• [Data supplied]:
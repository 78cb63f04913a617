pub mod boundary;
pub mod cli;
pub mod config;
pub mod domain;
pub mod error;
pub mod git;
pub mod manifest;
pub mod ui;

pub use domain::{bump_version, Version, VersionBump};
pub use error::{ReleaseError, Result};
use crate::error::{ReleaseError, Result};
use crate::git::Repository;
use log::debug;
use std::path::{Path, PathBuf};
use std::process::Command;

/// Repository backend that shells out to the system `git` executable
pub struct SystemGit {
    work_dir: PathBuf,
    remote: Option<String>,
}

impl SystemGit {
    /// Run git commands in `work_dir`, pushing to git's default remote
    pub fn new<P: AsRef<Path>>(work_dir: P) -> Self {
        SystemGit {
            work_dir: work_dir.as_ref().to_path_buf(),
            remote: None,
        }
    }

    /// Push to the named remote instead of git's default
    pub fn with_remote(mut self, remote: Option<String>) -> Self {
        self.remote = remote;
        self
    }

    /// Run `git <args>` and return its trimmed stdout.
    fn run(&self, args: &[&str]) -> Result<String> {
        self.output(args).map(|stdout| stdout.trim().to_string())
    }

    /// Run `git <args>` and return its stdout untouched.
    ///
    /// A non-zero exit status becomes [ReleaseError::Command] carrying stderr.
    fn output(&self, args: &[&str]) -> Result<String> {
        let command = format!("git {}", args.join(" "));
        debug!("running `{}` in {}", command, self.work_dir.display());

        let output = Command::new("git")
            .args(args)
            .current_dir(&self.work_dir)
            .output()
            .map_err(|e| ReleaseError::command(&command, e.to_string()))?;

        if !output.status.success() {
            let stderr = String::from_utf8_lossy(&output.stderr).trim().to_string();
            debug!(
                "`{}` exited with {}: {}",
                command,
                output.status.code().unwrap_or(-1),
                stderr
            );
            return Err(ReleaseError::command(command, stderr));
        }

        Ok(String::from_utf8_lossy(&output.stdout).into_owned())
    }

    fn push_args<'a>(&'a self, extra: &[&'a str]) -> Vec<&'a str> {
        let mut args = vec!["push"];
        if let Some(remote) = self.remote.as_deref() {
            args.push(remote);
        }
        args.extend_from_slice(extra);
        args
    }
}

impl Repository for SystemGit {
    fn status_porcelain(&self) -> Result<String> {
        self.run(&["status", "--porcelain"])
    }

    fn status_short(&self) -> Result<String> {
        // Leading column is the staged state; only trailing newlines go
        self.output(&["status", "--short"])
            .map(|listing| listing.trim_end().to_string())
    }

    fn current_branch(&self) -> Result<String> {
        self.run(&["rev-parse", "--abbrev-ref", "HEAD"])
    }

    fn stage(&self, path: &str) -> Result<()> {
        self.run(&["add", path]).map(|_| ())
    }

    fn commit(&self, message: &str) -> Result<()> {
        self.run(&["commit", "-m", message]).map(|_| ())
    }

    fn create_annotated_tag(&self, name: &str, message: &str) -> Result<()> {
        self.run(&["tag", "-a", name, "-m", message]).map(|_| ())
    }

    fn push_branch(&self) -> Result<()> {
        // With an explicit remote, HEAD names the current branch
        let args = if self.remote.is_some() {
            self.push_args(&["HEAD"])
        } else {
            self.push_args(&[])
        };
        self.run(&args).map(|_| ())
    }

    fn push_tags(&self) -> Result<()> {
        let args = self.push_args(&["--tags"]);
        self.run(&args).map(|_| ())
    }
}

#[cfg(test)]
mod tests {
    use super::*;
    use tempfile::TempDir;

    fn git(dir: &Path, args: &[&str]) {
        let status = Command::new("git")
            .args(["-c", "user.name=Test User", "-c", "user.email=test@example.com"])
            .args(["-c", "commit.gpgsign=false"])
            .args(args)
            .current_dir(dir)
            .status()
            .expect("failed to run git");
        assert!(status.success(), "git {:?} failed", args);
    }

    #[test]
    fn test_push_args_default_remote() {
        let git = SystemGit::new(".");
        assert_eq!(git.push_args(&["--tags"]), vec!["push", "--tags"]);
    }

    #[test]
    fn test_push_args_named_remote() {
        let git = SystemGit::new(".").with_remote(Some("upstream".to_string()));
        assert_eq!(git.push_args(&["HEAD"]), vec!["push", "upstream", "HEAD"]);
    }

    #[test]
    fn test_failing_command_reports_stderr() {
        // An empty temp dir is not a repository, so git status fails
        let dir = TempDir::new().unwrap();
        let git = SystemGit::new(dir.path());

        match git.status_porcelain() {
            Err(ReleaseError::Command { command, .. }) => {
                assert_eq!(command, "git status --porcelain");
            }
            other => panic!("expected command failure, got {:?}", other),
        }
    }

    #[test]
    fn test_status_short_keeps_unstaged_column() {
        let dir = TempDir::new().unwrap();
        git(dir.path(), &["init"]);
        std::fs::write(dir.path().join("package.json"), "{}").unwrap();
        git(dir.path(), &["add", "package.json"]);
        git(dir.path(), &["commit", "-m", "init"]);
        std::fs::write(dir.path().join("package.json"), "{\"a\":1}").unwrap();

        let repo = SystemGit::new(dir.path());
        assert_eq!(repo.status_short().unwrap(), " M package.json");
        assert_eq!(repo.status_porcelain().unwrap(), "M package.json");
    }
}
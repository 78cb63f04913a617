/// Branches a release is expected to be cut from when nothing else is configured
pub fn default_release_branches() -> Vec<String> {
    vec!["main".to_string(), "master".to_string()]
}

/// The branch a release is being cut from
#[derive(Debug, Clone, PartialEq, Eq)]
pub struct BranchContext {
    pub name: String,
    pub is_release: bool,
}

impl BranchContext {
    /// Classify `name` against the list of release branches
    pub fn new(name: impl Into<String>, release_branches: &[String]) -> Self {
        let name = name.into();
        let is_release = release_branches.iter().any(|branch| *branch == name);

        BranchContext { name, is_release }
    }

    pub fn is_release_branch(&self) -> bool {
        self.is_release
    }
}
//! Main release workflow orchestration logic
//!
//! Sequences the precondition checks, the two confirmation gates and the
//! side-effecting steps of a release. Nothing is written before the final
//! confirmation; after it, each step runs once and a failure stops the run
//! without undoing earlier steps.

use std::path::PathBuf;

use log::info;

use crate::boundary::BoundaryWarning;
use crate::config::Config;
use crate::domain::{BranchContext, ReleaseRequest, Version};
use crate::error::{ReleaseError, Result};
use crate::git::Repository;
use crate::manifest::{Manifest, MANIFEST_FILE};
use crate::ui::{self, Prompter};

/// Version-control marker that must exist in the invocation directory
pub const GIT_DIR: &str = ".git";

/// Arguments for the release workflow
///
/// Decoupled from the CLI parser so the workflow can be driven
/// programmatically.
#[derive(Debug, Clone, PartialEq)]
pub struct ReleaseWorkflowArgs {
    /// Directory holding the repository and the manifest
    pub root: PathBuf,

    /// Bump kind and optional custom message
    pub request: ReleaseRequest,

    /// Skip confirmation prompts, answering yes
    pub non_interactive: bool,
}

/// What a completed release produced
#[derive(Debug, Clone, PartialEq)]
pub struct ReleaseSummary {
    pub previous_version: Version,
    pub version: Version,
    pub tag: String,
    pub message: String,
    pub branch: String,
}

/// Why the user stopped a release
#[derive(Debug, Clone, Copy, PartialEq, Eq)]
pub enum CancelReason {
    /// Declined to continue from a non-release branch
    NonReleaseBranch,
    /// Declined the final confirmation
    Declined,
}

/// Result of a workflow run that did not fail
#[derive(Debug, Clone, PartialEq)]
pub enum WorkflowOutcome {
    Released(ReleaseSummary),
    Cancelled(CancelReason),
}

/// Main release workflow
///
/// 1. Check the repository marker and the manifest exist
/// 2. Refuse to run with uncommitted changes
/// 3. Warn (and ask) when not on a release branch
/// 4. Compute the next version from the manifest
/// 5. Preview and confirm
/// 6. Rewrite the manifest, commit, tag, push branch, push tags
///
/// # Returns
///
/// * `Ok(WorkflowOutcome::Released)` - Everything was pushed
/// * `Ok(WorkflowOutcome::Cancelled)` - The user declined a prompt; nothing was changed
/// * `Err` - A precondition or an external operation failed
pub fn run_release_workflow<R, P>(
    args: &ReleaseWorkflowArgs,
    config: &Config,
    repo: &R,
    prompter: &P,
) -> Result<WorkflowOutcome>
where
    R: Repository,
    P: Prompter,
{
    let git_marker = args.root.join(GIT_DIR);
    if !git_marker.exists() {
        return Err(ReleaseError::NotARepository(args.root.clone()));
    }

    let manifest_path = args.root.join(MANIFEST_FILE);
    if !manifest_path.is_file() {
        return Err(ReleaseError::ManifestNotFound(manifest_path));
    }

    info!("checking working tree status");
    if !repo.status_porcelain()?.is_empty() {
        let listing = repo.status_short()?;
        ui::display_dirty_tree(&listing);
        return Err(ReleaseError::DirtyWorkingTree);
    }

    let branch = BranchContext::new(repo.current_branch()?, &config.release.branches);
    info!("releasing from branch '{}'", branch.name);
    if !branch.is_release_branch() {
        let warning = BoundaryWarning::NonReleaseBranch {
            branch: branch.name.clone(),
            release_branches: config.release.branches.clone(),
        };
        ui::display_boundary_warning(&warning);

        if !args.non_interactive && !prompter.confirm("Continue anyway?")? {
            return Ok(WorkflowOutcome::Cancelled(CancelReason::NonReleaseBranch));
        }
    }

    let mut manifest = Manifest::load(&manifest_path)?;
    let previous_version = manifest.version()?;
    let version = previous_version.bump(args.request.bump)?;
    let message = args.request.release_message(&version);
    let tag = config.tag_pattern()?.format(&version);
    info!(
        "bumping {} from {} to {}",
        args.request.bump, previous_version, version
    );

    ui::display_release_preview(args.request.bump, &previous_version, &version, &tag, &message);

    if !args.non_interactive && !prompter.confirm("Proceed with the release?")? {
        return Ok(WorkflowOutcome::Cancelled(CancelReason::Declined));
    }

    manifest.set_version(&version);
    manifest.save()?;
    ui::display_success(&format!("Updated {} to {}", MANIFEST_FILE, version));

    repo.stage(MANIFEST_FILE)?;
    repo.commit(&message)?;
    ui::display_success(&format!("Committed: {}", message));

    repo.create_annotated_tag(&tag, &message)?;
    ui::display_success(&format!("Created tag: {}", tag));

    ui::display_status("Pushing to remote...");
    repo.push_branch()?;
    repo.push_tags()?;
    ui::display_success(&format!("Pushed branch {} and tags", branch.name));

    Ok(WorkflowOutcome::Released(ReleaseSummary {
        previous_version,
        version,
        tag,
        message,
        branch: branch.name,
    }))
}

• [Required action]:
Filter the listing above for lines with the word "init", and copy each one you find.

• [Reply to the task]:
        git(dir.path(), &["init"]);
        git(dir.path(), &["commit", "-m", "init"]);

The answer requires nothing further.